Segment Start: Data provided

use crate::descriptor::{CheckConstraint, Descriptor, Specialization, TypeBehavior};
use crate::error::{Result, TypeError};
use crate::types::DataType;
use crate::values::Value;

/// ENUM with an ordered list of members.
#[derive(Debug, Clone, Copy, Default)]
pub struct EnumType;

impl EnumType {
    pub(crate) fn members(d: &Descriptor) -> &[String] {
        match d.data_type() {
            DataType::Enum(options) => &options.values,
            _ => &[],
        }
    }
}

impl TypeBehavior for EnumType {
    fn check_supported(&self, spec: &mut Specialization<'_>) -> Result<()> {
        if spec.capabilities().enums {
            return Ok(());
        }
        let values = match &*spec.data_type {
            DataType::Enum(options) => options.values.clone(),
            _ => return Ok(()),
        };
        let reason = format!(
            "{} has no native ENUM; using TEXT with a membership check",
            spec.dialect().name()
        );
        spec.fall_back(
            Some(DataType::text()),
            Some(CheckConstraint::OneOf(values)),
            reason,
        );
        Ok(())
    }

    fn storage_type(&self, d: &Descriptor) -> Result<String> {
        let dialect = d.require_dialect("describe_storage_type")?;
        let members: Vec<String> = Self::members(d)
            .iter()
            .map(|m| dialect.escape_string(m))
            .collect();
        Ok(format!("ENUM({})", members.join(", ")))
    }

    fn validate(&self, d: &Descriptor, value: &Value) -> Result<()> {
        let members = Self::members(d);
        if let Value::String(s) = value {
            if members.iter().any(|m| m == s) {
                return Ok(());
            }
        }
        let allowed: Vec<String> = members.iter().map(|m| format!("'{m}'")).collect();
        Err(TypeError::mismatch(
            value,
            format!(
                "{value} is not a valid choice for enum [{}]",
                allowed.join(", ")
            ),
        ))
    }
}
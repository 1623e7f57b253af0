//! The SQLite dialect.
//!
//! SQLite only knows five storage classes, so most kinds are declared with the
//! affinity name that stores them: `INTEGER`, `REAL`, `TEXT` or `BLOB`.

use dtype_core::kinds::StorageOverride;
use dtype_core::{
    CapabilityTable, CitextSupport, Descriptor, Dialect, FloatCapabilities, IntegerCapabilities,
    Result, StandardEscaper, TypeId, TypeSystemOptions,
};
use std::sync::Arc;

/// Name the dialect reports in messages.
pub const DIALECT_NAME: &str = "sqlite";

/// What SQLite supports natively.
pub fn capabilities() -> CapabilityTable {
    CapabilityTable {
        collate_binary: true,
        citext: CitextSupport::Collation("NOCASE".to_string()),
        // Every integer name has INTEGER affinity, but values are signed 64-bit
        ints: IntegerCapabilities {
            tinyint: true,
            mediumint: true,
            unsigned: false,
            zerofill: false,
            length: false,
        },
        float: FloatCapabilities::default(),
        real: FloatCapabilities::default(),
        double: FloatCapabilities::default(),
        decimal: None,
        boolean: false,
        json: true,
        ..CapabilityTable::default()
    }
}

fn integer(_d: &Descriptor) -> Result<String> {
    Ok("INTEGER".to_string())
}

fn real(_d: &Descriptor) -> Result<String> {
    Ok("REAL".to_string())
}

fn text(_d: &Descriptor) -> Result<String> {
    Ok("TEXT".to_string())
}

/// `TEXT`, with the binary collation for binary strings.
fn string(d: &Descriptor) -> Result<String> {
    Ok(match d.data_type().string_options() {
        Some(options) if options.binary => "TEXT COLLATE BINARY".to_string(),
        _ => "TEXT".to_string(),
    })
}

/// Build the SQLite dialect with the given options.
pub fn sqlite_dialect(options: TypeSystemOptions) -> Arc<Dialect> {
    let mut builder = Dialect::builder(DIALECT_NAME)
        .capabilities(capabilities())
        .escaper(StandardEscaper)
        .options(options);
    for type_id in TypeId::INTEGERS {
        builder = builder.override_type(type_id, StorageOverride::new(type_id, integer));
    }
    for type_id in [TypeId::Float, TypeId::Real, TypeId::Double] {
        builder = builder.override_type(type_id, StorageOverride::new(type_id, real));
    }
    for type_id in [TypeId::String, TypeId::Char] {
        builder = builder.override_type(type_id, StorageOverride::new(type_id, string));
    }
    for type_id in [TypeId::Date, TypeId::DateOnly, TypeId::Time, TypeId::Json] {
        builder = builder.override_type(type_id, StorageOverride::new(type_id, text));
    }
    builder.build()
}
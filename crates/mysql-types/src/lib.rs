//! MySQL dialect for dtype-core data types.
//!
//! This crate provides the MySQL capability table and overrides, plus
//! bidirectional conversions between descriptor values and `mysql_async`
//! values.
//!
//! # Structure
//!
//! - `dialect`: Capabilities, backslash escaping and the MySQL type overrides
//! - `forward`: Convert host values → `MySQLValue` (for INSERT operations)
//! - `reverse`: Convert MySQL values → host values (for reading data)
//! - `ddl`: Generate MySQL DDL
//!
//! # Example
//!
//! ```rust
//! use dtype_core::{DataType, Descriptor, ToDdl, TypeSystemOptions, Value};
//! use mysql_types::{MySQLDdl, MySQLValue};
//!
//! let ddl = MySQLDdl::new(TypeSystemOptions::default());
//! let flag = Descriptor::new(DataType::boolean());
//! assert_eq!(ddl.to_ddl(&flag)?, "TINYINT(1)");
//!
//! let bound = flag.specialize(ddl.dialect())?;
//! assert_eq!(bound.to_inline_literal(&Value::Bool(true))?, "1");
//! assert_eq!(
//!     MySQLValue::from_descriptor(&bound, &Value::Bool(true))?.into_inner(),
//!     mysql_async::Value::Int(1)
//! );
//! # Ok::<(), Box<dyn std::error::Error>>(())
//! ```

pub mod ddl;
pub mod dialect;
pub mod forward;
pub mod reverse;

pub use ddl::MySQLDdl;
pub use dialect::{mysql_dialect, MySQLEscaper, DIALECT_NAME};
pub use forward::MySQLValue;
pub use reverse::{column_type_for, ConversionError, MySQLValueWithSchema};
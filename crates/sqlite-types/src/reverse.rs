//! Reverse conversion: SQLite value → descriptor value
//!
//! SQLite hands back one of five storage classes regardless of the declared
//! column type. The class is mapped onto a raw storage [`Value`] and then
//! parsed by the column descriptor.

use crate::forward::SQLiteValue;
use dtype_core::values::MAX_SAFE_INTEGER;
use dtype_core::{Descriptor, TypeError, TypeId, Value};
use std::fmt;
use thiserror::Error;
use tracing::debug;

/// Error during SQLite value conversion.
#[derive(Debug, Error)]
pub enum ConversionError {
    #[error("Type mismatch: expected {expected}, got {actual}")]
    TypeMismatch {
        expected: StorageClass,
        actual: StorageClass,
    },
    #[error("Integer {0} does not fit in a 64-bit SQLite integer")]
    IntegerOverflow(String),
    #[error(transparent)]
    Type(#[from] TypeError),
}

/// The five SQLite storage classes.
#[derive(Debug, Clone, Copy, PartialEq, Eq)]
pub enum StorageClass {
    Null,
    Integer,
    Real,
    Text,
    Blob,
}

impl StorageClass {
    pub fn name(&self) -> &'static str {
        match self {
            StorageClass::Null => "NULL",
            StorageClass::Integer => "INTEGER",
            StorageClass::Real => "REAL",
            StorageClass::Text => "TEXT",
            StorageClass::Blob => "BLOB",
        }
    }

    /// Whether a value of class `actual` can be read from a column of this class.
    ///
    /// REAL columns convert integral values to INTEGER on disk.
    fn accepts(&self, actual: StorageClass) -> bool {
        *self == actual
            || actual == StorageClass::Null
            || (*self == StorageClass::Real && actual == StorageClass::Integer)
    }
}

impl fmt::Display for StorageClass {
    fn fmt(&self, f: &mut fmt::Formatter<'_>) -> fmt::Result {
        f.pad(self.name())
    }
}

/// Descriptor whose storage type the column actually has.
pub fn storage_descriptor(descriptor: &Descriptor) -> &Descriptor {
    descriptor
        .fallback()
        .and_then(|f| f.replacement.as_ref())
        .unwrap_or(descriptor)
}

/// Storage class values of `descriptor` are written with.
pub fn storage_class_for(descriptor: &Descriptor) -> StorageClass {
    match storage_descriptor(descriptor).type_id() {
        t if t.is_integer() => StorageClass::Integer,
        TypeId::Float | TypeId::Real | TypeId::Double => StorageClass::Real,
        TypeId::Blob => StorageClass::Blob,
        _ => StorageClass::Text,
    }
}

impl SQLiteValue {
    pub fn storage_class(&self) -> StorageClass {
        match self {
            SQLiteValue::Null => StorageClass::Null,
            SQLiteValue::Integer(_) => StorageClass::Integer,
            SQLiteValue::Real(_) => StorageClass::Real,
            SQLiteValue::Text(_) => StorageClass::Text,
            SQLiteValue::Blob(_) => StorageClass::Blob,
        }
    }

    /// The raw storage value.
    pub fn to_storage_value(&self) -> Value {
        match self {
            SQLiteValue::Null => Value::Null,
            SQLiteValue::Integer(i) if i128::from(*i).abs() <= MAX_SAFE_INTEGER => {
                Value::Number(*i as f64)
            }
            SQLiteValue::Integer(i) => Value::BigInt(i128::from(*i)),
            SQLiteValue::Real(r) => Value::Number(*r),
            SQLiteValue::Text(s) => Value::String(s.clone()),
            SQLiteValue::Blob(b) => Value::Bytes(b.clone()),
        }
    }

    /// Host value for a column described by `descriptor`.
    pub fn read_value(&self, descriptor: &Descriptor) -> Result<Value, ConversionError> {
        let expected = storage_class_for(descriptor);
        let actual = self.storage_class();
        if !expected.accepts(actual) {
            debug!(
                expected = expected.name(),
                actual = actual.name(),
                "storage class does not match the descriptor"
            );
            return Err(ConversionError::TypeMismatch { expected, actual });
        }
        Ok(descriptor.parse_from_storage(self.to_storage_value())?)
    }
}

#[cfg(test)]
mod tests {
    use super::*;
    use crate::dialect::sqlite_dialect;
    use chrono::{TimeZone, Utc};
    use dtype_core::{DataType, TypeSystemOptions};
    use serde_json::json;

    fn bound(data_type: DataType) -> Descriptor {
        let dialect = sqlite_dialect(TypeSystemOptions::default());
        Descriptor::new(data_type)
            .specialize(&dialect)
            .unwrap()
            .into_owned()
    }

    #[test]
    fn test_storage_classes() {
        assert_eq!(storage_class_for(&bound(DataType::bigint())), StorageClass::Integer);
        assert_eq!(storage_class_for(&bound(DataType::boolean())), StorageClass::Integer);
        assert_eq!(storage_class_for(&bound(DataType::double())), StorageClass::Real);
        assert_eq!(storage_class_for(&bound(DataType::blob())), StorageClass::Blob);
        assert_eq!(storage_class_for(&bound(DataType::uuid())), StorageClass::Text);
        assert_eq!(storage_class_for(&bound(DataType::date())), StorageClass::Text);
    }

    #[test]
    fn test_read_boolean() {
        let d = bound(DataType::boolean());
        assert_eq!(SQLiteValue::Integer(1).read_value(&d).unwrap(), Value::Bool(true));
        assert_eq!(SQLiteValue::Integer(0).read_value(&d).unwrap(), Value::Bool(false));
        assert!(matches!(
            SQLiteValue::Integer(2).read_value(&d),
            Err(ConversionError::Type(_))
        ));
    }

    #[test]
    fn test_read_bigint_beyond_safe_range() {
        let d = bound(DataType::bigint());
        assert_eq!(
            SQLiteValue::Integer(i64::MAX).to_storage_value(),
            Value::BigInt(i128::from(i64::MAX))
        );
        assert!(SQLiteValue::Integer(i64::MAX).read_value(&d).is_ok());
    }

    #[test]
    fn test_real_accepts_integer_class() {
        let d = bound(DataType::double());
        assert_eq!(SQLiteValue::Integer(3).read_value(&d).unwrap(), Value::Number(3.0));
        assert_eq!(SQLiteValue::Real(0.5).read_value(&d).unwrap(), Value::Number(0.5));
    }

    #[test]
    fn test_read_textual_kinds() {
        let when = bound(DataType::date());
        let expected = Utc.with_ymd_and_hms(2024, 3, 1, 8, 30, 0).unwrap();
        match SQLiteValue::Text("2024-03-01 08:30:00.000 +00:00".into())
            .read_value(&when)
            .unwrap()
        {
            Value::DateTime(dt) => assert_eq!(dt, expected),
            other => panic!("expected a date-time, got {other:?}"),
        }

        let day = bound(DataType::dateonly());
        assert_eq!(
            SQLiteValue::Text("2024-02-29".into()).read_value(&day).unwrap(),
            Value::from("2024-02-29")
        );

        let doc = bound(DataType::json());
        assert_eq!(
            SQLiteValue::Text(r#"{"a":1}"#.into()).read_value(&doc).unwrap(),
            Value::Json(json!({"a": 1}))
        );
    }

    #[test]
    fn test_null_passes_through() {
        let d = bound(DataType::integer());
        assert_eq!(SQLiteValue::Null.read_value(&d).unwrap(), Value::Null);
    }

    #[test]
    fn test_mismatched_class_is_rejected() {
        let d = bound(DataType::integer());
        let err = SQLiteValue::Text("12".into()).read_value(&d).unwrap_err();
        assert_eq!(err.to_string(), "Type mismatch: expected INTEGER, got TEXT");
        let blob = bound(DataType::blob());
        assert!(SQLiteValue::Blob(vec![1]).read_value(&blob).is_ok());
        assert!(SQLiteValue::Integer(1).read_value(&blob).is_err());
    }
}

Segment End: Data provided

## What is expected
Return all lines from the data above with "collect" in them.

## Response area
            .collect();
        let allowed: Vec<String> = members.iter().map(|m| format!("'{m}'")).collect();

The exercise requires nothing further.